§ Brief
Look through the data below. Collect every line where the word "form" occurs.

§ Data extracted from a collection
/---
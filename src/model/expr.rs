//! Scalar quadratic expressions over decision variables.
//!
//! Expressive enough for the waypoint problem and nothing more: a constant,
//! linear terms, and shifted squares `coeff * (x - center)^2`. Circle
//! constraints in distance-squared form fall out of [`square_about`].

use std::ops::{Add, Mul};

use super::Variable;

#[derive(Debug, Clone, Default)]
pub struct QuadExpr {
    constant: f64,
    linear: Vec<(Variable, f64)>,
    squares: Vec<(Variable, f64, f64)>, // (var, coeff, center)
}

/// The linear term `1.0 * v`.
pub fn term(v: Variable) -> QuadExpr {
    QuadExpr {
        linear: vec![(v, 1.0)],
        ..QuadExpr::default()
    }
}

/// The square term `v^2`.
pub fn square(v: Variable) -> QuadExpr {
    square_about(v, 0.0)
}

/// The shifted square `(v - center)^2`.
pub fn square_about(v: Variable, center: f64) -> QuadExpr {
    QuadExpr {
        squares: vec![(v, 1.0, center)],
        ..QuadExpr::default()
    }
}

impl QuadExpr {
    pub fn value(&self, x: &[f64]) -> f64 {
        let mut acc = self.constant;
        for (v, coeff) in &self.linear {
            acc += coeff * x[v.index()];
        }
        for (v, coeff, center) in &self.squares {
            let d = x[v.index()] - center;
            acc += coeff * d * d;
        }
        acc
    }

    /// Accumulate `scale * d(expr)/dx` into `grad`.
    pub fn add_gradient(&self, x: &[f64], scale: f64, grad: &mut [f64]) {
        for (v, coeff) in &self.linear {
            grad[v.index()] += scale * coeff;
        }
        for (v, coeff, center) in &self.squares {
            grad[v.index()] += scale * 2.0 * coeff * (x[v.index()] - center);
        }
    }

    /// Largest variable index referenced, if any.
    pub fn max_var_index(&self) -> Option<usize> {
        self.linear
            .iter()
            .map(|(v, _)| v.index())
            .chain(self.squares.iter().map(|(v, _, _)| v.index()))
            .max()
    }

    pub fn geq(self, bound: f64) -> Constraint {
        Constraint {
            expr: self,
            sense: Sense::Geq,
            bound,
        }
    }

    pub fn leq(self, bound: f64) -> Constraint {
        Constraint {
            expr: self,
            sense: Sense::Leq,
            bound,
        }
    }
}

impl Add for QuadExpr {
    type Output = QuadExpr;

    fn add(mut self, rhs: QuadExpr) -> QuadExpr {
        self.constant += rhs.constant;
        self.linear.extend(rhs.linear);
        self.squares.extend(rhs.squares);
        self
    }
}

impl Mul<QuadExpr> for f64 {
    type Output = QuadExpr;

    fn mul(self, mut rhs: QuadExpr) -> QuadExpr {
        rhs.constant *= self;
        for (_, coeff) in &mut rhs.linear {
            *coeff *= self;
        }
        for (_, coeff, _) in &mut rhs.squares {
            *coeff *= self;
        }
        rhs
    }
}

#[derive(Debug, Clone, Copy, PartialEq, Eq)]
pub enum Sense {
    Geq,
    Leq,
}

/// An inequality `expr >= bound` or `expr <= bound`.
#[derive(Debug, Clone)]
pub struct Constraint {
    expr: QuadExpr,
    sense: Sense,
    bound: f64,
}

impl Constraint {
    /// Residual in `g(x) <= 0` form; positive means violated.
    pub fn residual(&self, x: &[f64]) -> f64 {
        match self.sense {
            Sense::Geq => self.bound - self.expr.value(x),
            Sense::Leq => self.expr.value(x) - self.bound,
        }
    }

    /// Accumulate `scale * d(residual)/dx` into `grad`.
    pub fn add_residual_gradient(&self, x: &[f64], scale: f64, grad: &mut [f64]) {
        let sign = match self.sense {
            Sense::Geq => -scale,
            Sense::Leq => scale,
        };
        self.expr.add_gradient(x, sign, grad);
    }

    pub fn violation(&self, x: &[f64]) -> f64 {
        self.residual(x).max(0.0)
    }

    pub fn max_var_index(&self) -> Option<usize> {
        self.expr.max_var_index()
    }
}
\---
§ Written reply
//! constraints in distance-squared form fall out of [`square_about`].
    /// Residual in `g(x) <= 0` form; positive means violated.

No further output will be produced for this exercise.